*** Opening Records provided ***
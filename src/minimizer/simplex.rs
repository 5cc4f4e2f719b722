//! Nelder–Mead descent on top of `argmin`.
//!
//! The solver runs in internal coordinates (see [`super::bounds`]); the initial simplex is
//! the seed point plus one vertex displaced by the internal step along each parameter.

use argmin::{
    core::{CostFunction, Error, Executor, State, TerminationReason},
    solver::neldermead::NelderMead,
};
use tracing::debug;

use crate::{objective::Objective, pandelfit_errors::PandelFitError};

use super::{hesse::diagonal_edm, Minimizer, ParameterSpec, SimplexOutcome};

/// Default iteration limit of the descent.
pub const DEFAULT_MAX_ITERATIONS: u64 = 5000;

/// Default tolerance on the standard deviation of the simplex vertex values.
pub const DEFAULT_TOLERANCE: f64 = 1e-8;

/// Objective seen through the internal coordinates of its parameters.
struct InternalCost<'a> {
    objective: &'a dyn Objective,
    parameters: &'a [ParameterSpec],
}

impl InternalCost<'_> {
    fn external(&self, internal: &[f64]) -> Vec<f64> {
        self.parameters
            .iter()
            .zip(internal)
            .map(|(p, &x)| p.to_external(x))
            .collect()
    }
}

impl CostFunction for InternalCost<'_> {
    type Param = Vec<f64>;
    type Output = f64;

    fn cost(&self, param: &Self::Param) -> Result<Self::Output, Error> {
        Ok(self.objective.value(&self.external(param)))
    }
}

/// [`Minimizer`] running `argmin`'s Nelder–Mead followed by the finite-difference Hesse phase.
#[derive(Debug, Clone, Copy, PartialEq)]
pub struct ArgminSimplex {
    pub max_iterations: u64,
    pub tolerance: f64,
}

impl ArgminSimplex {
    pub fn new(max_iterations: u64, tolerance: f64) -> Self {
        ArgminSimplex {
            max_iterations,
            tolerance,
        }
    }

    fn initial_simplex(parameters: &[ParameterSpec]) -> Vec<Vec<f64>> {
        let seed: Vec<f64> = parameters.iter().map(|p| p.to_internal(p.value)).collect();
        let mut vertices = Vec::with_capacity(parameters.len() + 1);
        vertices.push(seed.clone());
        for (i, p) in parameters.iter().enumerate() {
            let mut vertex = seed.clone();
            vertex[i] += p.internal_step();
            vertices.push(vertex);
        }
        vertices
    }
}

impl Default for ArgminSimplex {
    fn default() -> Self {
        Self::new(DEFAULT_MAX_ITERATIONS, DEFAULT_TOLERANCE)
    }
}

fn status_code(reason: Option<&TerminationReason>) -> i32 {
    match reason {
        Some(TerminationReason::SolverConverged) | Some(TerminationReason::TargetCostReached) => 0,
        Some(TerminationReason::MaxItersReached) => 4,
        _ => 1,
    }
}

impl Minimizer for ArgminSimplex {
    fn simplex(
        &self,
        objective: &dyn Objective,
        parameters: &[ParameterSpec],
    ) -> Result<SimplexOutcome, PandelFitError> {
        let cost = InternalCost {
            objective,
            parameters,
        };
        let solver = NelderMead::new(Self::initial_simplex(parameters))
            .with_sd_tolerance(self.tolerance)?;

        let result = Executor::new(cost, solver)
            .configure(|state| state.max_iters(self.max_iterations))
            .run()?;
        let state = result.state();

        let internal = state
            .get_best_param()
            .ok_or_else(|| PandelFitError::Minimizer("no best point after descent".into()))?;
        let values: Vec<f64> = parameters
            .iter()
            .zip(internal)
            .map(|(p, &x)| p.to_external(x))
            .collect();

        let status = status_code(state.get_termination_reason());
        debug!(
            status,
            iterations = state.get_iter(),
            fcn = state.get_best_cost(),
            "simplex descent finished"
        );

        Ok(SimplexOutcome {
            status,
            fcn: objective.value(&values),
            edm: diagonal_edm(objective, parameters, &values),
            nvars: parameters.len(),
            values,
        })
    }
}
*** Closing Records provided ***
* [About this task] Starting with the first line of the entries and ending with the line that has "of the descent.", copy each line exactly and add nothing.

* [Final answer]
filename src/minimizer/simplex.rs
repository 5cc4f4e2f719b722
//! Nelder–Mead descent on top of `argmin`.
//!
//! The solver runs in internal coordinates (see [`super::bounds`]); the initial simplex is
//! the seed point plus one vertex displaced by the internal step along each parameter.

use argmin::{
    core::{CostFunction, Error, Executor, State, TerminationReason},
    solver::neldermead::NelderMead,
};
use tracing::debug;

use crate::{objective::Objective, pandelfit_errors::PandelFitError};

use super::{hesse::diagonal_edm, Minimizer, ParameterSpec, SimplexOutcome};

/// Default iteration limit of the descent.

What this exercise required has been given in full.